Luis Barril aumentó la intensidad y los ojos del anciano no dieron más, hasta que el izquierdo cayó y quedó colgando mientras el derecho reventó, marchando el rostro de Cárdenas, quien al fin mostraba una emoción genuina de satisfacción. La mandíbula del ejecutado se tensó al punto de romper los dientes que salieron disparados en fragmentos. Sólo en ese momento se dignó a gritar, pero su quejido desgarrador no duró mucho ya que la boca se llenó de sangre y vómito. La vida del supuesto asesino ya se desvanecía y el acelerador encendía seis luces. Ambicioso, Ignacio le propició espontáneas y certeras patadas en la ingle, lo que aportó con una luz más. Finalmente, la existencia del anciano se extinguió dejando un cuerpo carbonizado, bañado en sangre y con la piel casi derretida y pegada a la madera de la silla. El olor a grasa frita, tan familiar para los ciudadanos, emanaba con un nuevo significado.

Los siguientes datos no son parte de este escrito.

//! The land base map.
//!
//! A vector polygon dataset of world land area (minus major lakes and
//! glaciated regions), loaded once from GeoJSON and clipped to the map
//! rectangle. Shared read-only across workers.

use std::fs;
use std::io;
use std::path::{Path, PathBuf};

use geo_types::{Geometry, Polygon};
use geojson::GeoJson;
use thiserror::Error;
use tracing::{debug, warn};

use super::Region;

/// Errors loading the base map.
#[derive(Debug, Error)]
pub enum BaseMapError {
    #[error("cannot read base map '{path}': {source}")]
    Io {
        path: PathBuf,
        #[source]
        source: io::Error,
    },

    #[error("cannot parse base map '{path}': {source}")]
    Parse {
        path: PathBuf,
        #[source]
        source: Box<geojson::Error>,
    },

    #[error("base map '{path}' contains no polygonal land geometry")]
    NoLand { path: PathBuf },
}

/// The land polygon, clipped to the map rectangle.
#[derive(Debug, Clone)]
pub struct BaseMap {
    land: Region,
}

impl BaseMap {
    /// Load a GeoJSON land dataset and clip it to the map rectangle.
    ///
    /// Every `Polygon` and `MultiPolygon` geometry in the file contributes
    /// to the land region; other geometry types are ignored with a
    /// warning.
    pub fn load(path: &Path) -> Result<Self, BaseMapError> {
        let text = fs::read_to_string(path).map_err(|source| BaseMapError::Io {
            path: path.to_path_buf(),
            source,
        })?;
        let geojson: GeoJson = text.parse().map_err(|source| BaseMapError::Parse {
            path: path.to_path_buf(),
            source: Box::new(source),
        })?;

        let mut polygons = Vec::new();
        collect_geojson_polygons(&geojson, &mut polygons, path);
        if polygons.is_empty() {
            return Err(BaseMapError::NoLand {
                path: path.to_path_buf(),
            });
        }

        let land = Region::from_polygons(polygons).intersection(&Region::map_rectangle());
        debug!(
            area_sq_deg = land.area(),
            "loaded base map from {}",
            path.display()
        );
        Ok(Self { land })
    }

    /// Build a base map directly from a region (tests and tooling).
    pub fn from_region(land: Region) -> Self {
        Self {
            land: land.intersection(&Region::map_rectangle()),
        }
    }

    /// The land region.
    pub fn land(&self) -> &Region {
        &self.land
    }
}

fn collect_geojson_polygons(geojson: &GeoJson, out: &mut Vec<Polygon<f64>>, path: &Path) {
    match geojson {
        GeoJson::FeatureCollection(fc) => {
            for feature in &fc.features {
                if let Some(geometry) = &feature.geometry {
                    collect_geometry(geometry.clone(), out, path);
                }
            }
        }
        GeoJson::Feature(feature) => {
            if let Some(geometry) = &feature.geometry {
                collect_geometry(geometry.clone(), out, path);
            }
        }
        GeoJson::Geometry(geometry) => collect_geometry(geometry.clone(), out, path),
    }
}

fn collect_geometry(geometry: geojson::Geometry, out: &mut Vec<Polygon<f64>>, path: &Path) {
    let converted: Result<Geometry<f64>, _> = geometry.try_into();
    match converted {
        Ok(geometry) => collect_polygons(geometry, out),
        Err(error) => {
            warn!(path = %path.display(), %error, "skipping unconvertible base map geometry");
        }
    }
}

fn collect_polygons(geometry: Geometry<f64>, out: &mut Vec<Polygon<f64>>) {
    match geometry {
        Geometry::Polygon(p) => out.push(p),
        Geometry::MultiPolygon(mp) => out.extend(mp.0),
        Geometry::GeometryCollection(gc) => {
            for g in gc.0 {
                collect_polygons(g, out);
            }
        }
        other => {
            warn!(kind = ?kind_of(&other), "ignoring non-polygonal base map geometry");
        }
    }
}

fn kind_of(geometry: &Geometry<f64>) -> &'static str {
    match geometry {
        Geometry::Point(_) => "Point",
        Geometry::Line(_) => "Line",
        Geometry::LineString(_) => "LineString",
        Geometry::Polygon(_) => "Polygon",
        Geometry::MultiPoint(_) => "MultiPoint",
        Geometry::MultiLineString(_) => "MultiLineString",
        Geometry::MultiPolygon(_) => "MultiPolygon",
        Geometry::GeometryCollection(_) => "GeometryCollection",
        Geometry::Rect(_) => "Rect",
        Geometry::Triangle(_) => "Triangle",
    }
}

La gente se retiró en su mayoría. Cárdenas miró a su escaso público esperando aplausos de admiración y sólo recibió miradas de desaprobación. Incapaz de entender las emociones de ciudadanos incultos y simples, se decepcionó. Inmediatamente los juzgó de ignorantes que no comprendían un proceso completamente natural en el mundo moderno. Ni siquiera el alcalde se quedó a presenciar el milagro de la tecnología, el premio que el avance de la técnica daba a tal crueldad. De pronto, el cable que salía de la silla se encendió con un brillo intenso. Este brillo avanzó hasta llegar al acelerador donde poco a poco apareció una nueva luz púrpura. Era una nueva alma que permitiría una semana más de vuelo.